Max tendió a Yarme una mano estrecha y menuda, con dedos delgados y uñas largas y brillantes. En uno de ellos lucía un anillo de oro con un diamante y en otro un anillo con sello. «Se ha hecho rico», pensó Yarme, pero lo que dijo fue:

—¿Adónde te marchaste? Desapareciste como una piedra en el agua. Me preguntaba si habrías huido a América.

—A América, ¿eh? Todo es América. Nueva York es América, Buenos Aires es América, y Brasil también. En Nueva York cada cual debe ganarse la vida. En Brasil, sin embargo, se hacen las Américas. ¿Has oído hablar de un país como ése? Cuando aquí es de noche, allí es de día, y cuando aquí es invierno, allí es verano.

—¿Dónde estuviste? ¿En Brasil?

—En Brasil, en Argentina, en Uruguay, en Nueva York, en Chicago e incluso en California. En cualquier país mejor que en la tierra de los rusitos. ¿Dónde te escondes ahora? ¿Todavía en la callejuela de Krochmalna? Acabo de pasar por ahí en un droshky y la peste del agua estancada me ha dejado sin aliento. Mientras pasaba, una moza vació un cubo de basura desde la ventana. Por poco me da en la cabeza.

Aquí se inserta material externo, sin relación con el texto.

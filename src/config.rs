use serde::Deserialize;

#[derive(Debug, Clone, Deserialize)]
pub struct JwtConfig {
    pub secret: String,
    pub issuer: String,
    pub audience: String,
    /// Tokens carry no `exp` claim unless a TTL is configured.
    pub ttl_minutes: Option<i64>,
}

#[derive(Debug, Clone, Deserialize)]
pub struct AppConfig {
    pub database_url: String,
    pub jwt: JwtConfig,
}

impl AppConfig {
    pub fn from_env() -> anyhow::Result<Self> {
        let database_url = std::env::var("DATABASE_URL")?;
        let jwt = JwtConfig {
            secret: std::env::var("JWT_SECRET")?,
            issuer: std::env::var("JWT_ISSUER").unwrap_or_else(|_| "scorekeeper".into()),
            audience: std::env::var("JWT_AUDIENCE")
                .unwrap_or_else(|_| "scorekeeper-players".into()),
            ttl_minutes: std::env::var("JWT_TTL_MINUTES")
                .ok()
                .and_then(|v| v.parse::<i64>().ok()),
        };
        Ok(Self { database_url, jwt })
    }
}
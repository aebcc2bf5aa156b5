use serde::{Deserialize, Serialize};
use time::OffsetDateTime;

/// Request body for user registration.
#[derive(Debug, Deserialize)]
pub struct RegisterRequest {
    pub email: String,
    pub password: String,
}

/// Request body for login.
#[derive(Debug, Deserialize)]
pub struct LoginRequest {
    pub email: String,
    pub password: String,
}

/// Public part of the user returned after registration.
#[derive(Debug, Serialize)]
pub struct RegisteredUser {
    pub id: i64,
    pub email: String,
    #[serde(with = "time::serde::rfc3339")]
    pub created_at: OffsetDateTime,
}

/// Response returned after login.
#[derive(Debug, Serialize)]
pub struct TokenResponse {
    pub access_token: String,
    pub token_type: &'static str,
}

impl TokenResponse {
    pub fn bearer(access_token: String) -> Self {
        Self {
            access_token,
            token_type: "bearer",
        }
    }
}
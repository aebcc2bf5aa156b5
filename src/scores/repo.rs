use serde::Serialize;
use sqlx::{FromRow, PgPool};
use time::OffsetDateTime;

/// Best-score record, at most one row per user.
#[derive(Debug, Clone, Serialize, FromRow)]
pub struct BestScore {
    pub id: i64,
    pub user_id: i64,
    pub best_score: i64,
    pub updated_at: OffsetDateTime,
}

impl BestScore {
    pub async fn get_by_user(db: &PgPool, user_id: i64) -> anyhow::Result<Option<BestScore>> {
        let row = sqlx::query_as::<_, BestScore>(
            r#"
            SELECT id, user_id, best_score, updated_at
            FROM user_best_scores
            WHERE user_id = $1
            "#,
        )
        .bind(user_id)
        .fetch_optional(db)
        .await?;
        Ok(row)
    }

    /// Record `score` if it beats the stored best. The guarded upsert is a
    /// single statement, so concurrent submissions for one user keep the
    /// true maximum. Also creates the row if registration never did.
    /// Non-negativity is the caller's responsibility.
    pub async fn submit(db: &PgPool, user_id: i64, score: i64) -> anyhow::Result<BestScore> {
        let updated = sqlx::query_as::<_, BestScore>(
            r#"
            INSERT INTO user_best_scores (user_id, best_score)
            VALUES ($1, $2)
            ON CONFLICT (user_id) DO UPDATE
                SET best_score = EXCLUDED.best_score, updated_at = now()
                WHERE user_best_scores.best_score < EXCLUDED.best_score
            RETURNING id, user_id, best_score, updated_at
            "#,
        )
        .bind(user_id)
        .bind(score)
        .fetch_optional(db)
        .await?;

        // No row back means the stored best already matched or beat `score`.
        match updated {
            Some(row) => Ok(row),
            None => Self::get_by_user(db, user_id)
                .await?
                .ok_or_else(|| anyhow::anyhow!("best score row missing for user {user_id}")),
        }
    }

    /// Highest best score across all users; ties go to the lowest user id.
    pub async fn global_best(db: &PgPool) -> anyhow::Result<Option<BestScore>> {
        let row = sqlx::query_as::<_, BestScore>(
            r#"
            SELECT id, user_id, best_score, updated_at
            FROM user_best_scores
            ORDER BY best_score DESC, user_id ASC
            LIMIT 1
            "#,
        )
        .fetch_optional(db)
        .await?;
        Ok(row)
    }
}
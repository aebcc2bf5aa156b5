use argon2::{
    password_hash::{PasswordHash, PasswordHasher, PasswordVerifier, SaltString},
    Argon2,
};
use rand::rngs::OsRng;
use tracing::error;

pub fn hash_password(plain: &str) -> anyhow::Result<String> {
    let salt = SaltString::generate(&mut OsRng);
    let argon2 = Argon2::default();
    let hash = argon2
        .hash_password(plain.as_bytes(), &salt)
        .map_err(|e| {
            error!(error = %e, "argon2 hash_password error");
            anyhow::anyhow!(e.to_string())
        })?
        .to_string();
    Ok(hash)
}

pub fn verify_password(plain: &str, hash: &str) -> anyhow::Result<bool> {
    let parsed = PasswordHash::new(hash).map_err(|e| {
        error!(error = %e, "argon2 parse hash error");
        anyhow::anyhow!(e.to_string())
    })?;
    Ok(Argon2::default()
        .verify_password(plain.as_bytes(), &parsed)
        .is_ok())
}

#[cfg(test)]
mod tests {
    use super::*;

    #[test]
    fn hash_and_verify_roundtrip() {
        let password = "secret123";
        let hash = hash_password(password).expect("hashing should succeed");
        assert!(verify_password(password, &hash).expect("verify should succeed"));
    }

    #[test]
    fn verify_rejects_wrong_password() {
        let hash = hash_password("secret123").expect("hashing should succeed");
        assert!(!verify_password("other456", &hash).expect("verify should not error"));
    }

    #[test]
    fn hashes_are_salted() {
        let a = hash_password("secret123").expect("hash a");
        let b = hash_password("secret123").expect("hash b");
        assert_ne!(a, b);
    }

    #[test]
    fn verify_errors_on_malformed_hash() {
        let err = verify_password("anything", "not-a-valid-hash").unwrap_err();
        assert!(!err.to_string().is_empty());
    }
}
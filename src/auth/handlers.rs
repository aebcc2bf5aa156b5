use axum::{
    extract::{FromRef, State},
    http::StatusCode,
    routing::post,
    Json, Router,
};
use lazy_static::lazy_static;
use regex::Regex;
use tracing::{info, instrument, warn};

use crate::{
    auth::{
        dto::{LoginRequest, RegisterRequest, RegisteredUser, TokenResponse},
        jwt::JwtKeys,
        password::{hash_password, verify_password},
        repo::User,
    },
    error::ApiError,
    state::AppState,
};

pub fn auth_routes() -> Router<AppState> {
    Router::new()
        .route("/auth/register", post(register))
        .route("/auth/login", post(login))
}

fn is_valid_email(email: &str) -> bool {
    lazy_static! {
        static ref EMAIL_RE: Regex = Regex::new(r"^[^@\s]+@[^@\s]+\.[^@\s]+$").unwrap();
    }
    EMAIL_RE.is_match(email)
}

fn is_unique_violation(e: &sqlx::Error) -> bool {
    e.as_database_error()
        .is_some_and(|db| matches!(db.kind(), sqlx::error::ErrorKind::UniqueViolation))
}

#[instrument(skip(state, payload))]
pub async fn register(
    State(state): State<AppState>,
    Json(payload): Json<RegisterRequest>,
) -> Result<(StatusCode, Json<RegisteredUser>), ApiError> {
    if !is_valid_email(&payload.email) {
        warn!("invalid email");
        return Err(ApiError::validation("Invalid email"));
    }

    // Friendly pre-check; the unique index still decides concurrent races.
    if User::find_by_email(&state.db, &payload.email).await?.is_some() {
        warn!(email = %payload.email, "email already registered");
        return Err(ApiError::conflict("Email already registered"));
    }

    let hash = hash_password(&payload.password)?;

    let user = match User::create(&state.db, &payload.email, &hash).await {
        Ok(u) => u,
        Err(e) if is_unique_violation(&e) => {
            warn!(email = %payload.email, "email already registered");
            return Err(ApiError::conflict("Email already registered"));
        }
        Err(e) => return Err(ApiError::Internal(e.into())),
    };

    info!(user_id = user.id, email = %user.email, "user registered");
    Ok((
        StatusCode::CREATED,
        Json(RegisteredUser {
            id: user.id,
            email: user.email,
            created_at: user.created_at,
        }),
    ))
}

/// Look up the user and check the password. An unknown email and a wrong
/// password are indistinguishable to the caller.
async fn authenticate(
    db: &sqlx::PgPool,
    email: &str,
    password: &str,
) -> anyhow::Result<Option<User>> {
    let Some(user) = User::find_by_email(db, email).await? else {
        return Ok(None);
    };
    if !verify_password(password, &user.password_hash)? {
        return Ok(None);
    }
    Ok(Some(user))
}

#[instrument(skip(state, payload))]
pub async fn login(
    State(state): State<AppState>,
    Json(payload): Json<LoginRequest>,
) -> Result<Json<TokenResponse>, ApiError> {
    let user = authenticate(&state.db, &payload.email, &payload.password)
        .await?
        .ok_or_else(|| {
            warn!("login failed");
            ApiError::unauthorized("Invalid email or password")
        })?;

    let keys = JwtKeys::from_ref(&state);
    let token = keys.sign(user.id)?;

    info!(user_id = user.id, "user logged in");
    Ok(Json(TokenResponse::bearer(token)))
}

#[cfg(test)]
mod tests {
    use super::*;

    #[test]
    fn email_regex_accepts_plausible_addresses() {
        assert!(is_valid_email("user@example.com"));
        assert!(is_valid_email("USER@EXAMPLE.COM"));
        assert!(is_valid_email("a.b+c@mail.co.kr"));
    }

    #[test]
    fn email_regex_rejects_garbage() {
        assert!(!is_valid_email(""));
        assert!(!is_valid_email("no-at-sign"));
        assert!(!is_valid_email("two@@example.com"));
        assert!(!is_valid_email("spaces in@example.com"));
        assert!(!is_valid_email("user@nodot"));
    }
}
use axum::{
    http::StatusCode,
    response::{IntoResponse, Response},
    Json,
};
use serde_json::json;
use thiserror::Error;

/// API error taxonomy. Each variant maps to one HTTP status and the body is
/// always `{"detail": "<message>"}`.
#[derive(Debug, Error)]
pub enum ApiError {
    #[error("{0}")]
    Validation(String),
    /// Uniqueness violation (duplicate email). Shares the 400 status with
    /// `Validation` on the wire but stays a separate variant so the cause is
    /// legible in code and logs.
    #[error("{0}")]
    Conflict(String),
    #[error("{0}")]
    Unauthorized(String),
    #[error(transparent)]
    Internal(#[from] anyhow::Error),
}

impl ApiError {
    pub fn validation(msg: impl Into<String>) -> Self {
        Self::Validation(msg.into())
    }

    pub fn conflict(msg: impl Into<String>) -> Self {
        Self::Conflict(msg.into())
    }

    pub fn unauthorized(msg: impl Into<String>) -> Self {
        Self::Unauthorized(msg.into())
    }
}

impl From<sqlx::Error> for ApiError {
    fn from(e: sqlx::Error) -> Self {
        Self::Internal(e.into())
    }
}

impl IntoResponse for ApiError {
    fn into_response(self) -> Response {
        let (status, detail) = match self {
            ApiError::Validation(msg) | ApiError::Conflict(msg) => (StatusCode::BAD_REQUEST, msg),
            ApiError::Unauthorized(msg) => (StatusCode::UNAUTHORIZED, msg),
            ApiError::Internal(err) => {
                // Log the cause; clients only ever see the generic message.
                tracing::error!(error = ?err, "internal error");
                (
                    StatusCode::INTERNAL_SERVER_ERROR,
                    "internal server error".to_string(),
                )
            }
        };
        (status, Json(json!({ "detail": detail }))).into_response()
    }
}

#[cfg(test)]
mod tests {
    use super::*;

    async fn body_json(res: Response) -> serde_json::Value {
        let bytes = axum::body::to_bytes(res.into_body(), usize::MAX)
            .await
            .expect("read body");
        serde_json::from_slice(&bytes).expect("json body")
    }

    #[tokio::test]
    async fn validation_maps_to_400_with_detail() {
        let res = ApiError::validation("Score must be non-negative").into_response();
        assert_eq!(res.status(), StatusCode::BAD_REQUEST);
        let body = body_json(res).await;
        assert_eq!(body["detail"], "Score must be non-negative");
    }

    #[tokio::test]
    async fn conflict_maps_to_400() {
        let res = ApiError::conflict("Email already registered").into_response();
        assert_eq!(res.status(), StatusCode::BAD_REQUEST);
        let body = body_json(res).await;
        assert_eq!(body["detail"], "Email already registered");
    }

    #[tokio::test]
    async fn unauthorized_maps_to_401() {
        let res = ApiError::unauthorized("Invalid email or password").into_response();
        assert_eq!(res.status(), StatusCode::UNAUTHORIZED);
    }

    #[tokio::test]
    async fn internal_hides_the_cause() {
        let res = ApiError::Internal(anyhow::anyhow!("pool exhausted")).into_response();
        assert_eq!(res.status(), StatusCode::INTERNAL_SERVER_ERROR);
        let body = body_json(res).await;
        assert_eq!(body["detail"], "internal server error");
    }
}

—Te has vuelto refinado, ¿eh?—preguntó Yarme.

—¿Y tú qué haces? ¿Sigues siendo un ladrón?—respondió Max con una pregunta.

—No, me he transformado en rabino.

—Bueno, el mundo está lleno de mundillos. Realmente, es como está escrito en arameo en los libros sagrados. ¿Aún recuerdas algo de la letra pequeña?

—Sí, lo recuerdo: «Dos montañas nunca se encuentran, pero dos personas sí».

—¡Por mi vida! Sí que lo recuerdas. Y la obra teatral, ¿qué te parece, eh? ¿Te gusta? Es una tontería americana. En Nueva York el público se burló de ella, y algún crítico la puso a parir: «Un artificio vacío», la llamó. Justamente entonces estaba en Nueva York y asistí al estreno. En cuanto llego a Nueva York siempre voy al teatro. Continúo siendo un judío y no un goy. Me gusta oír hablar en yiddish. Compré el periódico local al llegar a Varsovia y vi que la representaban también aquí. «Bueno, vamos a verla otra vez», pensé. Allí se reían de ella, pero veo que aquí la gente se deleita viéndola. ¿Has venido solo al teatro?

—Estoy aquí con mi esposa—respondió Yarme tras una vacilación.

—Conque te has casado, ¿eh? Bueno, Mázel tov. ¿Quién es ella? ¿De los nuestros?

—No es una rébbetsin.

—¿Dónde la pescaste? ¿En un burdel?

—En ningún lugar santo.

—Vamos, el mismo Yarme de siempre. Uno de los nuestros. ¡Por mi salud que ha valido la pena venir a Varsovia! No tengo nada que hacer aquí, pero ya que me encontraba en París, pensé: hay que hacer una parada en Varsovia. Al fin y al cabo es, como suele decirse, nuestro viejo hogar. Todos provenimos del mismo mikve. También tengo familia en esta ciudad, en Radom y en los pequeños shtétlej de la provincia del Rey Pobre, en la zona de Lublin… ¡Vaya, vaya! Casado significa casado. Para todo llega su momento. Puedes tener mil hembras, hacerles lo debido y luego mandarlas a paseo, pero de pronto una se agarra a ti y ya no puedes despegarte. ¿No es así?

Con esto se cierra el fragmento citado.